(WHAT THIS TASK INVOLVES):
Key in the whole listing below again, keeping every word as it is.

(SUPPLIED RECORDS):
────────────────────────────────────────

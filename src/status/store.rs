//! Thread-safe observation store.

use std::collections::HashMap;
use std::sync::{Arc, PoisonError, RwLock};
use std::time::Duration;

use chrono::{DateTime, Utc};
use thiserror::Error;

use super::models::*;
use super::summary::{last_rtt, last_status, uptime, LastRtt, LastStatus, Uptime};

/// Status store error types.
#[derive(Error, Debug, PartialEq)]
pub enum StatusError {
    #[error("unknown endpoint {0}")]
    UnknownEndpoint(EndpointId),
}

/// Observation history per endpoint.
///
/// Every endpoint passed to [`StatusStore::new`] has an entry from the start
/// and keeps it; appending is the only mutation.
pub struct StatusStore {
    endpoints: Vec<Arc<Endpoint>>,
    series: RwLock<HashMap<EndpointId, Vec<Observation>>>,
}

impl StatusStore {
    pub fn new(endpoints: &[Arc<Endpoint>]) -> Self {
        let series = endpoints
            .iter()
            .map(|e| (e.id, Vec::with_capacity(100)))
            .collect();

        Self {
            endpoints: endpoints.to_vec(),
            series: RwLock::new(series),
        }
    }

    /// Append one observation for `id`. The round-trip time is dropped for
    /// failed checks.
    pub fn record(
        &self,
        id: EndpointId,
        time: DateTime<Utc>,
        online: bool,
        rtt: Option<Duration>,
    ) -> Result<(), StatusError> {
        let mut series = self.series.write().unwrap_or_else(PoisonError::into_inner);
        let history = series.get_mut(&id).ok_or(StatusError::UnknownEndpoint(id))?;

        history.push(Observation {
            time,
            online,
            rtt: rtt.filter(|_| online),
        });
        Ok(())
    }

    /// Copy of the whole store, in configuration order.
    pub fn snapshot(&self) -> StatusSnapshot {
        let series = self.series.read().unwrap_or_else(PoisonError::into_inner);

        let entries = self
            .endpoints
            .iter()
            .map(|endpoint| EndpointStatus {
                endpoint: endpoint.clone(),
                observations: series.get(&endpoint.id).cloned().unwrap_or_default(),
            })
            .collect();

        StatusSnapshot {
            taken_at: Utc::now(),
            entries,
        }
    }

    /// Copy of one endpoint's history.
    pub fn history(&self, id: EndpointId) -> Option<Vec<Observation>> {
        let series = self.series.read().unwrap_or_else(PoisonError::into_inner);
        series.get(&id).cloned()
    }

    /// Number of observations across all endpoints.
    pub fn total_observations(&self) -> usize {
        let series = self.series.read().unwrap_or_else(PoisonError::into_inner);
        series.values().map(Vec::len).sum()
    }

    pub fn endpoints(&self) -> &[Arc<Endpoint>] {
        &self.endpoints
    }
}

/// Point-in-time copy of the store.
#[derive(Debug, Clone)]
pub struct StatusSnapshot {
    pub taken_at: DateTime<Utc>,
    pub entries: Vec<EndpointStatus>,
}

/// History of a single endpoint inside a snapshot.
#[derive(Debug, Clone)]
pub struct EndpointStatus {
    pub endpoint: Arc<Endpoint>,
    pub observations: Vec<Observation>,
}

impl EndpointStatus {
    pub fn uptime(&self) -> Uptime {
        uptime(&self.observations)
    }

    pub fn last_status(&self, now: DateTime<Utc>) -> LastStatus {
        last_status(&self.observations, now)
    }

    pub fn last_rtt(&self) -> LastRtt {
        last_rtt(&self.observations)
    }

    pub fn checks(&self) -> usize {
        self.observations.len()
    }
}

────────────────────────────────────────

(THE COMPLETED TASK):
filename src/status/store.rs
//! Thread-safe observation store.

use std::collections::HashMap;
use std::sync::{Arc, PoisonError, RwLock};
use std::time::Duration;

use chrono::{DateTime, Utc};
use thiserror::Error;

use super::models::*;
use super::summary::{last_rtt, last_status, uptime, LastRtt, LastStatus, Uptime};

/// Status store error types.
#[derive(Error, Debug, PartialEq)]
pub enum StatusError {
    #[error("unknown endpoint {0}")]
    UnknownEndpoint(EndpointId),
}

/// Observation history per endpoint.
///
/// Every endpoint passed to [`StatusStore::new`] has an entry from the start
/// and keeps it; appending is the only mutation.
pub struct StatusStore {
    endpoints: Vec<Arc<Endpoint>>,
    series: RwLock<HashMap<EndpointId, Vec<Observation>>>,
}

impl StatusStore {
    pub fn new(endpoints: &[Arc<Endpoint>]) -> Self {
        let series = endpoints
            .iter()
            .map(|e| (e.id, Vec::with_capacity(100)))
            .collect();

        Self {
            endpoints: endpoints.to_vec(),
            series: RwLock::new(series),
        }
    }

    /// Append one observation for `id`. The round-trip time is dropped for
    /// failed checks.
    pub fn record(
        &self,
        id: EndpointId,
        time: DateTime<Utc>,
        online: bool,
        rtt: Option<Duration>,
    ) -> Result<(), StatusError> {
        let mut series = self.series.write().unwrap_or_else(PoisonError::into_inner);
        let history = series.get_mut(&id).ok_or(StatusError::UnknownEndpoint(id))?;

        history.push(Observation {
            time,
            online,
            rtt: rtt.filter(|_| online),
        });
        Ok(())
    }

    /// Copy of the whole store, in configuration order.
    pub fn snapshot(&self) -> StatusSnapshot {
        let series = self.series.read().unwrap_or_else(PoisonError::into_inner);

        let entries = self
            .endpoints
            .iter()
            .map(|endpoint| EndpointStatus {
                endpoint: endpoint.clone(),
                observations: series.get(&endpoint.id).cloned().unwrap_or_default(),
            })
            .collect();

        StatusSnapshot {
            taken_at: Utc::now(),
            entries,
        }
    }

    /// Copy of one endpoint's history.
    pub fn history(&self, id: EndpointId) -> Option<Vec<Observation>> {
        let series = self.series.read().unwrap_or_else(PoisonError::into_inner);
        series.get(&id).cloned()
    }

    /// Number of observations across all endpoints.
    pub fn total_observations(&self) -> usize {
        let series = self.series.read().unwrap_or_else(PoisonError::into_inner);
        series.values().map(Vec::len).sum()
    }

    pub fn endpoints(&self) -> &[Arc<Endpoint>] {
        &self.endpoints
    }
}

/// Point-in-time copy of the store.
#[derive(Debug, Clone)]
pub struct StatusSnapshot {
    pub taken_at: DateTime<Utc>,
    pub entries: Vec<EndpointStatus>,
}

/// History of a single endpoint inside a snapshot.
#[derive(Debug, Clone)]
pub struct EndpointStatus {
    pub endpoint: Arc<Endpoint>,
    pub observations: Vec<Observation>,
}

impl EndpointStatus {
    pub fn uptime(&self) -> Uptime {
        uptime(&self.observations)
    }

    pub fn last_status(&self, now: DateTime<Utc>) -> LastStatus {
        last_status(&self.observations, now)
    }

    pub fn last_rtt(&self) -> LastRtt {
        last_rtt(&self.observations)
    }

    pub fn checks(&self) -> usize {
        self.observations.len()
    }
}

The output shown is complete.